10.3.5 Two-Wire Serial Interface
The two-wire serial interface is capable of suppressing small amplitude glitches. The duration of the glitch which can be suppressed is set in register ICPU_CFG::TWI_SPIKE_FILTER_CFG. The default value of 0 will suppress a 4ns glitch. It is recommended that SPIKE_FILTER_CFG be set to 12, which will suppress a 52ns glitch.
10.3.6 DDR3 SDRAM Interface
The DDR3 SDRAM interface is designed to interface with 8-bit or 16-bit DDR SDRAM devices. The maximum amount of physical memory that can be addressed is one gigabyte. Possible combinations of memory modules are: • One 8-bit device, connect to CS0 byte lane 0. • Two 8-bit devices, connect to CS0 and both byte lanes. • Four 8-bit devices, connect to both chip-selects and both byte lanes. • One 16-bit device, connect to CS0 and both byte lanes. • Two 16-bit devices, connect to both chip-selects and both byte lanes. When using a single 8-bit device, the memory controller must be configured for 8-bit mode. All other configurations use 16-bit mode. All signals on this interface must be connected one-to-one with the corresponding signals on the DDR SDRAM device. When using only one 8-bit device, the DDR_UDQS, DDR_UDQSn, DDR_UDM, and DDR_DQ[15:8] signals must be left unconnected. When using DDR2 SDRAM devices that has only four banks, the DDR_BA[2] signal must be left unconnected. When using four 8-bit devices or two 16-bit devices, the CS1 memory modules must be placed in- between the VSC7511 device and the CS0 memory modules so that the DDR-DQS, DDR-DM, and DDR_DQ signals pass the CS1 devices first before reaching the CS0 devices. The placement of the VSC7511 interface signals is optimized for point-to-point routing directly to a single DDR3 16-bit SDRAM.

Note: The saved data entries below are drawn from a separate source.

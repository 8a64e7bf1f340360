use chrono::{Duration, NaiveDate, Utc};
use lazy_static::lazy_static;
use regex::Regex;
use std::sync::Arc;
use tracing::{info, warn};
use uuid::Uuid;

use crate::auth::{self, JwtKeys, MIN_PASSWORD_LEN, REMEMBER_ME_DAYS, RESET_TOKEN_TTL_HOURS, SESSION_DAYS};
use crate::database::Database;
use crate::errors::{classify_database_error, ApiError, ApiResult};
use crate::mailer::Mailer;
use crate::models::*;
use crate::streak;
use crate::log_api_warn;

lazy_static! {
    static ref EMAIL_PATTERN: Regex = Regex::new(r"^[^\s@]+@[^\s@]+\.[^\s@]+$").unwrap();
}

const BAD_CREDENTIALS: &str = "Invalid email or password";
const BAD_RESET_TOKEN: &str = "Invalid or expired reset token";

pub fn is_valid_email(email: &str) -> bool {
    EMAIL_PATTERN.is_match(email)
}

fn normalize_email(email: &str) -> String {
    email.trim().to_lowercase()
}

fn required(value: Option<String>) -> Option<String> {
    value.filter(|v| !v.trim().is_empty())
}

/// A signed-in user and the token to put in the session cookie.
#[derive(Debug, Clone)]
pub struct Session {
    pub user: PublicUser,
    pub token: String,
    pub ttl_days: i64,
}

#[derive(Clone)]
pub struct AccountService {
    db: Database,
    jwt: JwtKeys,
    mailer: Arc<dyn Mailer>,
    base_url: String,
}

impl AccountService {
    pub fn new(db: Database, jwt: JwtKeys, mailer: Arc<dyn Mailer>, base_url: String) -> Self {
        Self {
            db,
            jwt,
            mailer,
            base_url,
        }
    }

    fn session_for(&self, user: &User, ttl_days: i64) -> ApiResult<Session> {
        let token = self.jwt.sign(user, ttl_days)?;
        Ok(Session {
            user: PublicUser::from(user),
            token,
            ttl_days,
        })
    }

    pub async fn register(&self, request: RegisterRequest) -> ApiResult<Session> {
        let (Some(name), Some(email), Some(password)) = (
            required(request.name),
            required(request.email),
            required(request.password),
        ) else {
            return Err(ApiError::ValidationError(
                "Name, email and password are required".to_string(),
            ));
        };

        let email = normalize_email(&email);
        if !is_valid_email(&email) {
            return Err(ApiError::ValidationError("Please enter a valid email address".to_string()));
        }
        if password.chars().count() < MIN_PASSWORD_LEN {
            return Err(ApiError::ValidationError(format!(
                "Password must be at least {} characters",
                MIN_PASSWORD_LEN
            )));
        }

        if self.db.get_user_by_email(&email).await?.is_some() {
            return Err(ApiError::DuplicateResource("Email is already registered".to_string()));
        }

        let password_hash = auth::hash_password(&password)?;
        let user = self
            .db
            .create_user(name.trim(), &email, &password_hash)
            .await
            .map_err(|e| classify_database_error(&e))?;

        info!(user_id = %user.id, "User registered");
        self.session_for(&user, SESSION_DAYS)
    }

    pub async fn login(&self, request: LoginRequest) -> ApiResult<Session> {
        let (Some(email), Some(password)) = (required(request.email), required(request.password)) else {
            return Err(ApiError::ValidationError("Email and password are required".to_string()));
        };

        let Some(user) = self.db.get_user_by_email(&normalize_email(&email)).await? else {
            log_api_warn!("login", "unknown email");
            return Err(ApiError::Unauthorized(BAD_CREDENTIALS.to_string()));
        };

        if !auth::verify_password(&password, &user.password_hash)? {
            log_api_warn!("login", user_id = user.id, "password mismatch");
            return Err(ApiError::Unauthorized(BAD_CREDENTIALS.to_string()));
        }

        let ttl_days = if request.remember_me { REMEMBER_ME_DAYS } else { SESSION_DAYS };
        self.session_for(&user, ttl_days)
    }

    pub async fn me(&self, user_id: Uuid) -> ApiResult<PublicUser> {
        self.db
            .get_user(user_id)
            .await?
            .map(|u| PublicUser::from(&u))
            .ok_or_else(|| ApiError::Unauthorized("User no longer exists".to_string()))
    }

    /// Always succeeds for well-formed input so accounts cannot be enumerated.
    pub async fn forgot_password(&self, request: ForgotPasswordRequest) -> ApiResult<()> {
        let email = required(request.email)
            .map(|e| normalize_email(&e))
            .ok_or_else(|| ApiError::ValidationError("Email is required".to_string()))?;
        if !is_valid_email(&email) {
            return Err(ApiError::ValidationError("Please enter a valid email address".to_string()));
        }

        let Some(user) = self.db.get_user_by_email(&email).await? else {
            log_api_warn!("forgot_password", "reset requested for unknown email");
            return Ok(());
        };

        let token = auth::generate_reset_token();
        let expiry = Utc::now() + Duration::hours(RESET_TOKEN_TTL_HOURS);
        self.db.set_reset_token(user.id, &token, expiry).await?;

        let reset_url = format!("{}/auth/reset-password?token={}", self.base_url, token);
        match self
            .mailer
            .send_password_reset(&user.email, &user.name, &reset_url)
            .await
        {
            Ok(()) => info!(user_id = %user.id, "Password reset email dispatched"),
            Err(e) => warn!(user_id = %user.id, error = %e, "Password reset email failed"),
        }
        Ok(())
    }

    pub async fn reset_password(&self, request: ResetPasswordRequest) -> ApiResult<()> {
        let (Some(token), Some(password)) = (required(request.token), required(request.password)) else {
            return Err(ApiError::ValidationError("Token and new password are required".to_string()));
        };
        if password.chars().count() < MIN_PASSWORD_LEN {
            return Err(ApiError::ValidationError(format!(
                "Password must be at least {} characters",
                MIN_PASSWORD_LEN
            )));
        }

        let user = self
            .db
            .get_user_by_reset_token(token.trim())
            .await?
            .filter(|u| u.reset_token_expiry.is_some_and(|exp| exp > Utc::now()))
            .ok_or_else(|| ApiError::BadRequest(BAD_RESET_TOKEN.to_string()))?;

        let password_hash = auth::hash_password(&password)?;
        self.db.reset_password(user.id, &password_hash).await?;
        info!(user_id = %user.id, "Password reset completed");
        Ok(())
    }

    pub async fn advance_streak(&self, user_id: Uuid, today: NaiveDate) -> ApiResult<StreakUpdate> {
        let user = self.load_user(user_id).await?;
        let update = streak::advance(user.consecutive_days, user.last_active_date, today);
        if update.is_new_day {
            self.db
                .update_streak(user_id, update.consecutive_days, Some(today))
                .await?;
        }
        Ok(update)
    }

    pub async fn streak_status(&self, user_id: Uuid, today: NaiveDate) -> ApiResult<StreakStatus> {
        let user = self.load_user(user_id).await?;
        let consecutive_days = streak::current(user.consecutive_days, user.last_active_date, today);

        if streak::is_broken(user.last_active_date, today) && user.consecutive_days != 0 {
            self.db
                .update_streak(user_id, 0, user.last_active_date)
                .await?;
        }

        Ok(StreakStatus {
            consecutive_days,
            last_active_date: user.last_active_date,
        })
    }

    async fn load_user(&self, user_id: Uuid) -> ApiResult<User> {
        self.db
            .get_user(user_id)
            .await?
            .ok_or_else(|| ApiError::NotFound("User not found".to_string()))
    }

    pub fn database(&self) -> &Database {
        &self.db
    }
}

#[cfg(test)]
mod tests {
    use super::*;
    use async_trait::async_trait;
    use std::sync::Mutex;

    #[derive(Default)]
    struct RecordingMailer {
        urls: Mutex<Vec<String>>,
    }

    #[async_trait]
    impl Mailer for RecordingMailer {
        async fn send_password_reset(&self, _to: &str, _name: &str, reset_url: &str) -> anyhow::Result<()> {
            self.urls.lock().unwrap().push(reset_url.to_string());
            Ok(())
        }
    }

    async fn service() -> (AccountService, Arc<RecordingMailer>) {
        let db = Database::new("sqlite::memory:").await.unwrap();
        let mailer = Arc::new(RecordingMailer::default());
        let service = AccountService::new(
            db,
            JwtKeys::new("test-secret"),
            mailer.clone(),
            "http://localhost:3000".to_string(),
        );
        (service, mailer)
    }

    fn register_request(email: &str, password: &str) -> RegisterRequest {
        RegisterRequest {
            name: Some("Ada".to_string()),
            email: Some(email.to_string()),
            password: Some(password.to_string()),
        }
    }

    fn login_request(email: &str, password: &str, remember_me: bool) -> LoginRequest {
        LoginRequest {
            email: Some(email.to_string()),
            password: Some(password.to_string()),
            remember_me,
        }
    }

    #[tokio::test]
    async fn test_register_then_login() {
        let (service, _) = service().await;
        let session = service.register(register_request(" Ada@Example.com ", "secret1")).await.unwrap();
        assert_eq!(session.user.email, "ada@example.com");
        assert_eq!(session.ttl_days, SESSION_DAYS);

        let login = service.login(login_request("ada@example.com", "secret1", true)).await.unwrap();
        assert_eq!(login.user.id, session.user.id);
        assert_eq!(login.ttl_days, REMEMBER_ME_DAYS);
    }

    #[tokio::test]
    async fn test_register_rejections() {
        let (service, _) = service().await;
        let missing = RegisterRequest { name: None, email: Some("a@b.co".into()), password: Some("secret1".into()) };
        assert!(matches!(service.register(missing).await, Err(ApiError::ValidationError(_))));
        assert!(matches!(
            service.register(register_request("not-an-email", "secret1")).await,
            Err(ApiError::ValidationError(_))
        ));
        assert!(matches!(
            service.register(register_request("a@b.co", "12345")).await,
            Err(ApiError::ValidationError(_))
        ));

        service.register(register_request("a@b.co", "secret1")).await.unwrap();
        assert!(matches!(
            service.register(register_request("A@B.co", "secret1")).await,
            Err(ApiError::DuplicateResource(_))
        ));
    }

    #[tokio::test]
    async fn test_login_failures_share_message() {
        let (service, _) = service().await;
        service.register(register_request("a@b.co", "secret1")).await.unwrap();

        let unknown = service.login(login_request("x@b.co", "secret1", false)).await.unwrap_err();
        let wrong = service.login(login_request("a@b.co", "wrong-pass", false)).await.unwrap_err();
        assert_eq!(unknown.to_string(), wrong.to_string());
        assert_eq!(unknown.status_code(), axum::http::StatusCode::UNAUTHORIZED);
    }

    #[tokio::test]
    async fn test_password_reset_flow() {
        let (service, mailer) = service().await;
        service.register(register_request("a@b.co", "secret1")).await.unwrap();

        service
            .forgot_password(ForgotPasswordRequest { email: Some("a@b.co".into()) })
            .await
            .unwrap();
        service
            .forgot_password(ForgotPasswordRequest { email: Some("nobody@b.co".into()) })
            .await
            .unwrap();

        let url = mailer.urls.lock().unwrap().first().cloned().unwrap();
        assert!(url.starts_with("http://localhost:3000/auth/reset-password?token="));
        let token = url.rsplit('=').next().unwrap().to_string();
        assert_eq!(token.len(), 64);

        service
            .reset_password(ResetPasswordRequest { token: Some(token.clone()), password: Some("newpass1".into()) })
            .await
            .unwrap();
        service.login(login_request("a@b.co", "newpass1", false)).await.unwrap();

        let reused = service
            .reset_password(ResetPasswordRequest { token: Some(token), password: Some("another1".into()) })
            .await
            .unwrap_err();
        assert_eq!(reused.to_string(), BAD_RESET_TOKEN);
    }

    #[tokio::test]
    async fn test_expired_reset_token_is_rejected() {
        let (service, _) = service().await;
        let session = service.register(register_request("a@b.co", "secret1")).await.unwrap();
        service
            .database()
            .set_reset_token(session.user.id, "expired", Utc::now() - Duration::minutes(1))
            .await
            .unwrap();

        let err = service
            .reset_password(ResetPasswordRequest { token: Some("expired".into()), password: Some("newpass1".into()) })
            .await
            .unwrap_err();
        assert!(matches!(err, ApiError::BadRequest(_)));
    }

    #[tokio::test]
    async fn test_streak_advances_once_per_day_and_resets_after_gap() {
        let (service, _) = service().await;
        let user_id = service.register(register_request("a@b.co", "secret1")).await.unwrap().user.id;
        let day = NaiveDate::from_ymd_opt(2024, 3, 1).unwrap();

        let first = service.advance_streak(user_id, day).await.unwrap();
        assert_eq!(first, StreakUpdate { consecutive_days: 1, is_new_day: true });
        let again = service.advance_streak(user_id, day).await.unwrap();
        assert_eq!(again, StreakUpdate { consecutive_days: 1, is_new_day: false });
        let next = service.advance_streak(user_id, day.succ_opt().unwrap()).await.unwrap();
        assert_eq!(next.consecutive_days, 2);

        let later = day + Duration::days(5);
        let status = service.streak_status(user_id, later).await.unwrap();
        assert_eq!(status.consecutive_days, 0);
        let stored = service.database().get_user(user_id).await.unwrap().unwrap();
        assert_eq!(stored.consecutive_days, 0);
    }

    #[test]
    fn test_email_validation() {
        assert!(is_valid_email("a@b.co"));
        assert!(is_valid_email("first.last@sub.example.com"));
        assert!(!is_valid_email("no-at-sign.com"));
        assert!(!is_valid_email("a@b"));
        assert!(!is_valid_email("a b@c.com"));
        assert_eq!(normalize_email("  Ada@Example.COM "), "ada@example.com");
    }
}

Figure 109 • 16-Bit DDR3 SDRAM Point-to-Point Routing
Data Lane Address DRAM Switch Clock Device Address Because reflections are absorbed by the devices, keep the physical distance of all the SDRAM interface signals as low as possible. Omit external discrete termination on the address, command, control, and clock lines. When routing the DDR interface, attention must be paid to the skew, primary concern is skew within the byte lane between the differential strobe and the single-ended signals. Skew recommendations for the DDR interface are listed in the following table.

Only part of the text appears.